# Genital Integrity Demonstration for baby boy Mario Delgado



## fruitful womb (Nov 20, 2004)

In response to the wrongful penis surgery performed by South Miami Hospital on 8 day old NICU survivor Mario Delgado, a rally will be held to support the Delgado family as well as all those who have been circumcised against their wishes. We will have signs for you. You're more than welcome to bring your own.

Time: Friday September 17 · 7:30am - 8:30pm

Location: South Miami Hospital (aka Baptist Hospital)
6200 SW 73 Street
Miami, FL

RSVP


----------



## PlainandTall (May 21, 2010)

On Sept 17 (this FRIDAY) there will be a rally at the South Miami Hospital (Baptist Hospital) to support the Delgado family and to raise awareness about every child's right to genital integrity.

The rally will go from 7:30 AM to 8:30 PM
South Miami Hospital
6200 SW 73 Street

You can read the news story about what happened to Mario Delgado here:

http://cbs4.com/local/South.Miami.Baby.2.1907271.html

You can make your own sign- or borrow one from someone else. For additional into, a "facebook public event" has been set up to coordinate- just search "Genital Integrity"


----------



## fruitful womb (Nov 20, 2004)

Mario's parents left his side in the NICU for just ONE hour to go home and change. It was during this 60 minutes that Mario was taken from the NICU and circumcised by Dr. Mary Jean Pazos.

He wasn't even healthy enough for surgery!


----------



## fruitful womb (Nov 20, 2004)

WAY TO GO ENITH!!!


----------



## brant31 (Jan 11, 2009)

I attended this rally today for about 5 hours. It was organized by Enith from this board and by David Wilson, who has been organizing intact awareness demonstrations at the US Capitol every April for more than a dozen years.

Unfortunately I had a morning obligation, so I could not arrive until just after 1 pm. Attorney Spencer Aronfeld and mom of baby Mario Viera, Vera Delgado, had just departed after staying for an hour or more to talk with volunteers and the media. As I understand it, there were reporters from local and national TV stations as well as from Telemundo and Univision (Spanish-language stations).

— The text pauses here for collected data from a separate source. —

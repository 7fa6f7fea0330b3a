mod helpers;

use glossa::db;
use glossa::db::migrations::{
    get_schema_version, has_review_log, run_migrations, CURRENT_SCHEMA_VERSION,
};

#[test]
fn fresh_db_migrates_to_current_version() {
    let conn = helpers::test_db();
    assert_eq!(get_schema_version(&conn).unwrap(), CURRENT_SCHEMA_VERSION);
    assert!(has_review_log(&conn).unwrap());
}

#[test]
fn migrations_are_idempotent() {
    let mut conn = helpers::test_db();
    // Running again should be a no-op
    run_migrations(&mut conn).unwrap();
    assert_eq!(get_schema_version(&conn).unwrap(), CURRENT_SCHEMA_VERSION);
}

#[test]
fn manual_v1_db_upgrades_correctly() {
    // Simulate a v1 database that hasn't been migrated
    let mut conn = rusqlite::Connection::open_in_memory().unwrap();
    db::schema::init_schema(&conn).unwrap();

    assert_eq!(get_schema_version(&conn).unwrap(), 1);
    assert!(!has_review_log(&conn).unwrap());

    conn.execute(
        "INSERT INTO entries (word, record, updated_at) VALUES ('猫', '{\"word\":\"猫\",\"meaning\":\"cat\"}', '2024-01-01T00:00:00Z')",
        [],
    )
    .unwrap();

    run_migrations(&mut conn).unwrap();

    assert_eq!(get_schema_version(&conn).unwrap(), CURRENT_SCHEMA_VERSION);
    assert!(has_review_log(&conn).unwrap());

    // Existing rows survive the schema upgrade
    let count: i64 = conn
        .query_row("SELECT COUNT(*) FROM entries", [], |row| row.get(0))
        .unwrap();
    assert_eq!(count, 1);
}

#[test]
fn review_log_rejects_quality_two() {
    let conn = helpers::test_db();
    let result = conn.execute(
        "INSERT INTO review_log (word, quality, interval_days, ease_factor, reviewed_at) \
         VALUES ('猫', 2, 1.0, 2.5, 0)",
        [],
    );
    assert!(result.is_err());
}
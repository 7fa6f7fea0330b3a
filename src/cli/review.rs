//! CLI `review` command: interactive flashcard session.

use anyhow::Result;

use glossa::config::GlossaConfig;
use glossa::dictionary::types::now_millis;
use glossa::review::{
    format_interval, preview_intervals, Quality, ReviewSession, SessionOrder, SessionState,
};

use super::prompt_line;

/// Run a review session over everything due. Enter reveals, 1/3/4/5 grades,
/// `q` quits. Every grade is saved as it happens.
pub fn review(config: &GlossaConfig, limit: Option<usize>, shuffle: bool) -> Result<()> {
    let mut store = super::open_store(config)?;

    let order = if shuffle || config.review.shuffle {
        SessionOrder::ShuffledBatch {
            seed: now_millis() as u64,
        }
    } else {
        SessionOrder::DueFirst
    };
    let batch_size = limit.unwrap_or(config.review.batch_size);
    let mut session = ReviewSession::start(&store, now_millis(), order, batch_size);

    if session.state() == SessionState::Empty {
        println!("Nothing due. {} words in dictionary.", store.len());
        return Ok(());
    }

    'cards: loop {
        let Some(entry) = session.current().map(|card| card.entry.clone()) else {
            break;
        };
        println!();
        println!("{}    ({} left)", entry.word, session.progress().remaining);

        match prompt_line("[Enter] reveal, q quit: ")? {
            Some(input) if input != "q" => {}
            _ => break 'cards,
        }
        session.reveal();

        if !entry.romanization.is_empty() {
            println!("  {}", entry.romanization);
        }
        for meaning in &entry.meanings {
            println!("  - {meaning}");
        }

        let current = store.lookup(&entry.word).map(|e| e.srs).unwrap_or(entry.srs);
        let buttons: Vec<String> = preview_intervals(&current)
            .iter()
            .map(|(q, days)| format!("{} {q} ({})", q.value(), format_interval(*days)))
            .collect();
        println!("  {}", buttons.join("   "));

        let quality = loop {
            let Some(input) = prompt_line("Grade: ")? else {
                break 'cards;
            };
            if input == "q" {
                break 'cards;
            }
            match input.parse::<u8>().ok().map(Quality::try_from) {
                Some(Ok(q)) => break q,
                Some(Err(e)) => println!("  {e}"),
                None => println!("  enter 1, 3, 4 or 5"),
            }
        };

        let next = session.grade(&mut store, quality, now_millis())?;
        println!("  next review in {}", format_interval(next.interval_days));
    }

    let progress = session.progress();
    println!();
    println!(
        "Reviewed {} cards ({} correct, {} again).",
        progress.reviewed, progress.correct_count, progress.again_count
    );
    if session.state() == SessionState::Complete {
        println!("All caught up.");
    }

    Ok(())
}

We were a small group, only about a half dozen of us at the peak. David and Enith had chosen a busy corner for the event at US Route 1 and 62nd Ave in South Miami, on the same block as South Miami Hospital. David drove down with his trailer full of very professional-looking signs and banners, and we each took turns holding various of them up so the traffic could read them.

In the time I was there, most drivers and pedestrians just looked as us, some were obviously discussing it with others in their car or on the phone, and a few took photos and video with their phones. This being South Florida in the summer, just about all the cars had their windows closed tight. About half were tinted very dark and half the ones we could see were on the phone (FL has no hands-free law).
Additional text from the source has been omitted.